Born in Dunedin, Brown was a farmer when the First World War began in 1914. In late 1915, he volunteered for service abroad with the New Zealand Expeditionary Force (NZEF) and was posted to the 2nd Battalion, the Otago Infantry Regiment. He saw action on the Western Front, and was awarded the VC for his actions during the Battle of Flers–Courcelette in September 1916. As he was killed several days later during the Battle of Le Transloy, the award was made posthumously. His VC was the second to be awarded to a soldier serving with the NZEF during the war and was the first earned in an action on the Western Front.

Early life

Donald Forrester Brown was born on 23 February 1890 in Dunedin, New Zealand. He was one of 10 children of Robert Brown, a draper living in Oamaru, and his wife Jessie (). His parents were migrants from Scotland who had married in New Zealand. The youngest boy in his family, Brown was educated at South School and, later, Waitaki Boys' High School in Oamaru. After completing his schooling he took up farming, and by 1913 had purchased a farm at Totara, south of Oamaru.

First World War

When the First World War broke out, Brown continued to work on his farm for a year but then sold it and volunteered for the New Zealand Expeditionary Force (NZEF) on 19 October 1915. He received his training at Trentham Military Camp and embarked for the Middle East in January 1916 with the Ninth Reinforcements. By this time he had been promoted to corporal.

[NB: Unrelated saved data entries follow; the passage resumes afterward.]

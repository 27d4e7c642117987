//! Integration tests for the harvester
//!
//! Coordinator tests drive a scripted in-memory extractor; the sitemap tests
//! run the whole pipeline against a wiremock site.

#[allow(dead_code)]
mod common;
mod harvest_tests;
mod sitemap_tests;
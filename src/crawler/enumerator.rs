//! Catalog enumeration
//!
//! Drains an extractor's discovery stream into a new manifest. Every unique
//! product is written the moment it is discovered, so a pass interrupted
//! halfway still leaves its rows in the `.partial` file.

use crate::crawler::shutdown::InterruptionMonitor;
use crate::extractor::Extractor;
use crate::manifest::ManifestWriter;
use crate::storage::{self, SharedStorage, Storage};
use crate::HarvestError;
use futures::StreamExt;
use std::collections::{BTreeMap, HashSet};
use std::path::PathBuf;

/// What one enumeration pass produced
#[derive(Debug, Clone, Default, PartialEq, Eq)]
pub struct EnumerationSummary {
    /// Final manifest path; `None` when the pass was interrupted
    pub manifest_path: Option<PathBuf>,

    /// Unique products written
    pub unique: u64,
    pub duplicates: u64,

    /// Failed sub-indexes that were skipped
    pub failures: u64,

    /// Unique products per discovery method
    pub by_method: BTreeMap<String, u64>,

    /// Stopped early at the item limit
    pub truncated: bool,
}

/// Runs enumeration passes and records their audit counts
pub struct Enumerator {
    storage: SharedStorage,
    limit: Option<u64>,
    monitor: Option<InterruptionMonitor>,
}

impl Enumerator {
    pub fn new(storage: SharedStorage) -> Self {
        Self {
            storage,
            limit: None,
            monitor: None,
        }
    }

    /// Stops after `limit` unique items
    pub fn with_limit(mut self, limit: Option<u64>) -> Self {
        self.limit = limit;
        self
    }

    /// Stops early once `monitor` is triggered
    pub fn with_monitor(mut self, monitor: InterruptionMonitor) -> Self {
        self.monitor = Some(monitor);
        self
    }

    fn interrupted(&self) -> bool {
        self.monitor.as_ref().is_some_and(|m| m.is_triggered())
    }

    /// Enumerates one retailer into `writer`
    ///
    /// # Arguments
    ///
    /// * `extractor` - The retailer's extractor
    /// * `root` - Catalog root handed to [`Extractor::enumerate`]
    /// * `writer` - A freshly created manifest; finished here unless interrupted
    ///
    /// # Returns
    ///
    /// * `Ok(EnumerationSummary)` - The pass ran to completion, the limit, or an interruption
    /// * `Err(HarvestError)` - The manifest or the database could not be written
    pub async fn run(
        &self,
        extractor: &dyn Extractor,
        root: &str,
        mut writer: ManifestWriter,
    ) -> Result<EnumerationSummary, HarvestError> {
        let retailer = extractor.retailer().to_string();
        tracing::info!("[{}] Enumerating catalog from {}", retailer, root);

        let mut seen: HashSet<String> = HashSet::new();
        let mut summary = EnumerationSummary::default();
        let mut stream = extractor.enumerate(root);

        while let Some(item) = stream.next().await {
            if self.interrupted() {
                break;
            }

            let item = match item {
                Ok(item) => item,
                Err(e) => {
                    summary.failures += 1;
                    tracing::warn!("[{}] Skipping failed source: {}", retailer, e);
                    continue;
                }
            };

            if !seen.insert(item.product_id.clone()) {
                summary.duplicates += 1;
                continue;
            }

            writer.append(&item.url)?;
            summary.unique += 1;
            *summary.by_method.entry(item.method).or_insert(0) += 1;

            if summary.unique % 10_000 == 0 {
                tracing::info!("[{}] Enumerated {} products", retailer, summary.unique);
            }

            if self.limit.is_some_and(|limit| summary.unique >= limit) {
                summary.truncated = true;
                tracing::info!("[{}] Reached item limit of {}", retailer, summary.unique);
                break;
            }
        }
        drop(stream);

        if self.interrupted() {
            tracing::warn!(
                "[{}] Enumeration interrupted after {} products; manifest left partial",
                retailer,
                summary.unique
            );
            return Ok(summary);
        }

        let path = writer.finish()?;
        self.record_counts(&retailer, &summary)?;

        tracing::info!(
            "[{}] Enumeration complete: {} unique, {} duplicates, {} failed sources -> {}",
            retailer,
            summary.unique,
            summary.duplicates,
            summary.failures,
            path.display()
        );
        summary.manifest_path = Some(path);
        Ok(summary)
    }

    fn record_counts(&self, retailer: &str, summary: &EnumerationSummary) -> Result<(), HarvestError> {
        let mut notes = format!(
            "{} duplicates, {} failed sources",
            summary.duplicates, summary.failures
        );
        if summary.truncated {
            notes.push_str(", truncated at item limit");
        }

        let mut db = storage::lock(&self.storage)?;
        if summary.by_method.is_empty() {
            db.record_enumeration_count(retailer, "none", 0, Some(&notes))?;
        }
        for (method, count) in &summary.by_method {
            db.record_enumeration_count(retailer, method, *count, Some(&notes))?;
        }
        Ok(())
    }
}
#[tokio::test]
async fn test_end_to_end_success_and_not_found() {
    let h = Harness::new(100, 2);
    let extractor = Arc::new(
        ScriptedExtractor::new(ids(1..4)).with_override("3", Behavior::NotFound),
    );
    let manifest = h.write_manifest(ids(1..4));

    let report = h
        .coordinator(extractor.clone())
        .run(&manifest, RETAILER, RunOptions::default())
        .await
        .unwrap();

    assert_eq!(report.status, RunStatus::Completed);
    assert_eq!(report.totals.total_attempted, 3);
    assert_eq!(report.totals.total_success, 2);
    assert_eq!(report.totals.total_failed, 0);

    assert_eq!(count(&h, Some(ProductStatus::Success)), 2);
    assert_eq!(count(&h, Some(ProductStatus::NotFound)), 1);

    let db = storage::lock(&h.storage).unwrap();
    let run = db.get_scrape_run(report.run_id).unwrap();
    assert_eq!(run.status, RunStatus::Completed);
    assert!(run.completed_at.is_some());
    assert_eq!(run.total_attempted, 3);
    assert_eq!(run.total_success, 2);
    assert_eq!(run.total_failed, 0);
    assert_eq!(run.config_hash, "test-hash");

    let product = db.get_product(RETAILER, "1").unwrap().unwrap();
    assert_eq!(product.product_url, product_url("1"));
    assert_eq!(product.title(), Some("Product 1"));
}

#[tokio::test]
async fn test_resume_twice_is_idempotent() {
    let h = Harness::new(100, 4);
    let extractor = Arc::new(ScriptedExtractor::new(ids(0..10)));
    let manifest = h.write_manifest(ids(0..10));
    let coordinator = h.coordinator(extractor.clone());

    let first = coordinator
        .run(&manifest, RETAILER, RunOptions::default())
        .await
        .unwrap();
    assert_eq!(first.dispatched, 10);
    assert_eq!(count(&h, None), 10);

    for _ in 0..2 {
        let again = coordinator
            .run(&manifest, RETAILER, RunOptions::default())
            .await
            .unwrap();
        assert_eq!(again.dispatched, 0);
        assert_eq!(again.skipped_completed, 10);
        assert_eq!(again.status, RunStatus::Completed);
    }

    assert_eq!(extractor.total_calls(), 10);
    assert_eq!(count(&h, None), 10);

    // Every invocation leaves its own run row
    let runs = storage::lock(&h.storage)
        .unwrap()
        .get_scrape_runs(RETAILER)
        .unwrap();
    assert_eq!(runs.len(), 3);
}
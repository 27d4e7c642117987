//! Database schema definitions
//!
//! This module contains all SQL schema definitions for the Catalog-Harvest database.

/// SQL schema for the database
pub const SCHEMA_SQL: &str = r#"
-- One row per coordinator invocation; restarts append new rows
CREATE TABLE IF NOT EXISTS scrape_runs (
    id INTEGER PRIMARY KEY AUTOINCREMENT,
    retailer TEXT NOT NULL,
    started_at TEXT NOT NULL,
    completed_at TEXT,
    status TEXT NOT NULL,
    total_attempted INTEGER NOT NULL DEFAULT 0,
    total_success INTEGER NOT NULL DEFAULT 0,
    total_failed INTEGER NOT NULL DEFAULT 0,
    block_rate_percent REAL NOT NULL DEFAULT 0.0,
    proxy_used INTEGER NOT NULL DEFAULT 0,
    config_hash TEXT NOT NULL
);

CREATE INDEX IF NOT EXISTS idx_scrape_runs_retailer ON scrape_runs(retailer);

-- Scraped products, unique per retailer
CREATE TABLE IF NOT EXISTS products (
    retailer TEXT NOT NULL,
    product_id TEXT NOT NULL,
    product_url TEXT NOT NULL,
    title TEXT,
    fields TEXT NOT NULL,
    status TEXT NOT NULL,
    scrape_run_id INTEGER NOT NULL REFERENCES scrape_runs(id),
    scraped_at TEXT NOT NULL,
    PRIMARY KEY (retailer, product_id)
);

CREATE INDEX IF NOT EXISTS idx_products_status ON products(retailer, status);

-- Append-only error log
CREATE TABLE IF NOT EXISTS errors (
    id INTEGER PRIMARY KEY AUTOINCREMENT,
    retailer TEXT NOT NULL,
    url TEXT NOT NULL,
    error_type TEXT NOT NULL,
    message TEXT NOT NULL,
    timestamp TEXT NOT NULL,
    run_id INTEGER REFERENCES scrape_runs(id)
);

CREATE INDEX IF NOT EXISTS idx_errors_retailer ON errors(retailer, run_id);

-- Products fetched without all critical fields
CREATE TABLE IF NOT EXISTS incomplete_products (
    retailer TEXT NOT NULL,
    product_id TEXT NOT NULL,
    missing_fields TEXT NOT NULL,
    rescrape_attempted INTEGER NOT NULL DEFAULT 0,
    recorded_at TEXT NOT NULL,
    PRIMARY KEY (retailer, product_id)
);

-- Completeness audit: how many items each enumeration method produced
CREATE TABLE IF NOT EXISTS enumeration_counts (
    id INTEGER PRIMARY KEY AUTOINCREMENT,
    retailer TEXT NOT NULL,
    method TEXT NOT NULL,
    count INTEGER NOT NULL,
    timestamp TEXT NOT NULL,
    notes TEXT
);

CREATE INDEX IF NOT EXISTS idx_enumeration_counts_retailer ON enumeration_counts(retailer);
"#;

/// Initializes the database schema
///
/// # Arguments
///
/// * `conn` - The database connection
///
/// # Returns
///
/// * `Ok(())` - Schema initialized successfully
/// * `Err(rusqlite::Error)` - Failed to initialize schema
pub fn initialize_schema(conn: &rusqlite::Connection) -> Result<(), rusqlite::Error> {
    conn.execute_batch(SCHEMA_SQL)?;
    Ok(())
}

Brown's VC was only the second to be awarded to a soldier of the NZEF and the first as a result of an action on the Western Front. Arthur Foljambe, the 2nd Earl of Liverpool and New Zealand's Governor General, presented the VC to Brown's father in a ceremony at Oamaru on 30 August 1917. The medal remains in the possession of his family but it has been loaned for display at Waitaki Boys' High School, the QEII Army Memorial Museum in Waiouru and the North Otago Museum.

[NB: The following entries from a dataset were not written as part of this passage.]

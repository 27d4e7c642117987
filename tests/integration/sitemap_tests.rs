//! Full pipeline against a mock retailer site
//!
//! These tests use wiremock to serve a sitemap index and product pages, and
//! run enumeration, scraping and export through the built-in sitemap
//! extractor.

use crate::common::{Harness, RETAILER};
use catalog_harvest::crawler::{Enumerator, RunOptions};
use catalog_harvest::extractor::ExtractorRegistry;
use catalog_harvest::manifest::{ManifestReader, ManifestWriter};
use catalog_harvest::output::{export_snapshot, load_statistics};
use catalog_harvest::state::ProductStatus;
use catalog_harvest::storage::{self, RunStatus, Storage};
use serde_json::Value;
use std::path::Path;
use std::sync::Arc;
use wiremock::matchers::{method, path};
use wiremock::{Mock, MockServer, ResponseTemplate};

fn product_page(name: &str, price: &str) -> String {
    format!(
        r#"<html><head><title>{name} | Shop</title>
        <script type="application/ld+json">
        {{"@context":"https://schema.org","@type":"Product","name":"{name}",
          "sku":"SKU-{name}","offers":{{"@type":"Offer","price":"{price}","priceCurrency":"USD"}}}}
        </script></head><body></body></html>"#
    )
}

async fn mount_site(server: &MockServer) {
    let base = server.uri();

    Mock::given(method("GET"))
        .and(path("/sitemap.xml"))
        .respond_with(ResponseTemplate::new(200).set_body_string(format!(
            "<?xml version=\"1.0\"?><sitemapindex>\
             <sitemap><loc>{base}/sitemap-products.xml</loc></sitemap>\
             </sitemapindex>"
        )))
        .mount(server)
        .await;

    Mock::given(method("GET"))
        .and(path("/sitemap-products.xml"))
        .respond_with(ResponseTemplate::new(200).set_body_string(format!(
            "<?xml version=\"1.0\"?><urlset>\
             <url><loc>{base}/p/1</loc></url>\
             <url><loc>{base}/p/2</loc></url>\
             <url><loc>{base}/p/2</loc></url>\
             <url><loc>{base}/p/3</loc></url>\
             </urlset>"
        )))
        .mount(server)
        .await;

    Mock::given(method("GET"))
        .and(path("/p/1"))
        .respond_with(ResponseTemplate::new(200).set_body_string(product_page("Lamp", "19.99")))
        .expect(1)
        .mount(server)
        .await;
    Mock::given(method("GET"))
        .and(path("/p/2"))
        .respond_with(ResponseTemplate::new(200).set_body_string(product_page("Desk", "89.00")))
        .expect(1)
        .mount(server)
        .await;
    Mock::given(method("GET"))
        .and(path("/p/3"))
        .respond_with(ResponseTemplate::new(404))
        .mount(server)
        .await;
}

#[tokio::test]
async fn test_full_harvest_against_mock_site() {
    let server = MockServer::start().await;
    mount_site(&server).await;

    let root = format!("{}/sitemap.xml", server.uri());
    let h = Harness::with_root(100, 2, &root);
    let registry = ExtractorRegistry::from_config(&h.config).unwrap();
    let extractor = registry.get(RETAILER).unwrap();

    // Enumerate: the duplicate /p/2 row is dropped
    let writer = ManifestWriter::create(&h.manifest_dir(), RETAILER).unwrap();
    let summary = Enumerator::new(Arc::clone(&h.storage))
        .run(extractor.as_ref(), &root, writer)
        .await
        .unwrap();
    assert_eq!(summary.unique, 3);
    assert_eq!(summary.duplicates, 1);
    let manifest = summary.manifest_path.unwrap();
    assert_eq!(ManifestReader::count_rows(&manifest).unwrap(), 3);

    // Scrape
    let coordinator = h.coordinator_with(registry);
    let report = coordinator
        .run(&manifest, RETAILER, RunOptions::default())
        .await
        .unwrap();
    assert_eq!(report.status, RunStatus::Completed);
    assert_eq!(report.totals.total_attempted, 3);
    assert_eq!(report.totals.total_success, 2);
    assert_eq!(report.totals.total_failed, 0);
    assert!(!report.totals.proxy_used);

    {
        let db = storage::lock(&h.storage).unwrap();
        assert_eq!(db.count_products(RETAILER, Some(ProductStatus::Success)).unwrap(), 2);
        assert_eq!(db.count_products(RETAILER, Some(ProductStatus::NotFound)).unwrap(), 1);

        let lamp = db.get_product(RETAILER, "1").unwrap().unwrap();
        assert_eq!(lamp.title(), Some("Lamp"));
        assert_eq!(lamp.fields["price"], "19.99");
        assert!(db.get_incomplete(RETAILER).unwrap().is_empty());

        let stats = load_statistics(&*db, RETAILER).unwrap();
        assert_eq!(stats.success, 2);
        assert_eq!(stats.not_found, 1);
        assert_eq!(stats.run_count, 1);
    }

    // Resuming makes no further product requests (checked by `expect(1)`)
    let again = coordinator
        .run(&manifest, RETAILER, RunOptions::default())
        .await
        .unwrap();
    assert_eq!(again.skipped_completed, 2);
    assert_eq!(again.dispatched, 1);

    // Export
    let export = {
        let db = storage::lock(&h.storage).unwrap();
        export_snapshot(&*db, RETAILER, Path::new(&h.config.output.export_dir)).unwrap()
    };
    assert_eq!(export.rows, 3);
    let lines: Vec<Value> = std::fs::read_to_string(&export.path)
        .unwrap()
        .lines()
        .map(|line| serde_json::from_str(line).unwrap())
        .collect();
    assert_eq!(lines.len(), 3);
    assert!(lines
        .iter()
        .any(|line| line["product_id"] == "2" && line["fields"]["title"] == "Desk"));
}

#[tokio::test]
async fn test_blocked_pages_are_recorded() {
    let server = MockServer::start().await;
    let base = server.uri();

    Mock::given(method("GET"))
        .and(path("/p/blocked"))
        .respond_with(ResponseTemplate::new(403))
        .expect(1)
        .mount(&server)
        .await;

    let h = Harness::with_root(100, 1, &format!("{}/sitemap.xml", base));
    let mut writer = ManifestWriter::create(&h.manifest_dir(), RETAILER).unwrap();
    writer.append(&format!("{}/p/blocked", base)).unwrap();
    let manifest = writer.finish().unwrap();

    let registry = ExtractorRegistry::from_config(&h.config).unwrap();
    let report = h
        .coordinator_with(registry)
        .run(&manifest, RETAILER, RunOptions::default())
        .await
        .unwrap();

    assert_eq!(report.progress.blocked, 1);
    assert_eq!(report.totals.total_failed, 1);
    assert!((report.totals.block_rate_percent - 100.0).abs() < f64::EPSILON);

    let db = storage::lock(&h.storage).unwrap();
    assert_eq!(db.count_products(RETAILER, None).unwrap(), 0);
    assert_eq!(
        db.get_error_summary(RETAILER).unwrap(),
        vec![("blocked".to_string(), 1)]
    );
}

Brown is buried at Warlencourt British Cemetery, France. A memorial tablet in his honour was unveiled in the Oamaru Municipal Chambers on 27 October 1917. In 1919, as part of an effort to recognise men from North Otago who had been killed in the war, an oak tree was planted in his memory in Oamaru. There is also a plaque honouring him in Queens Gardens, Dunedin.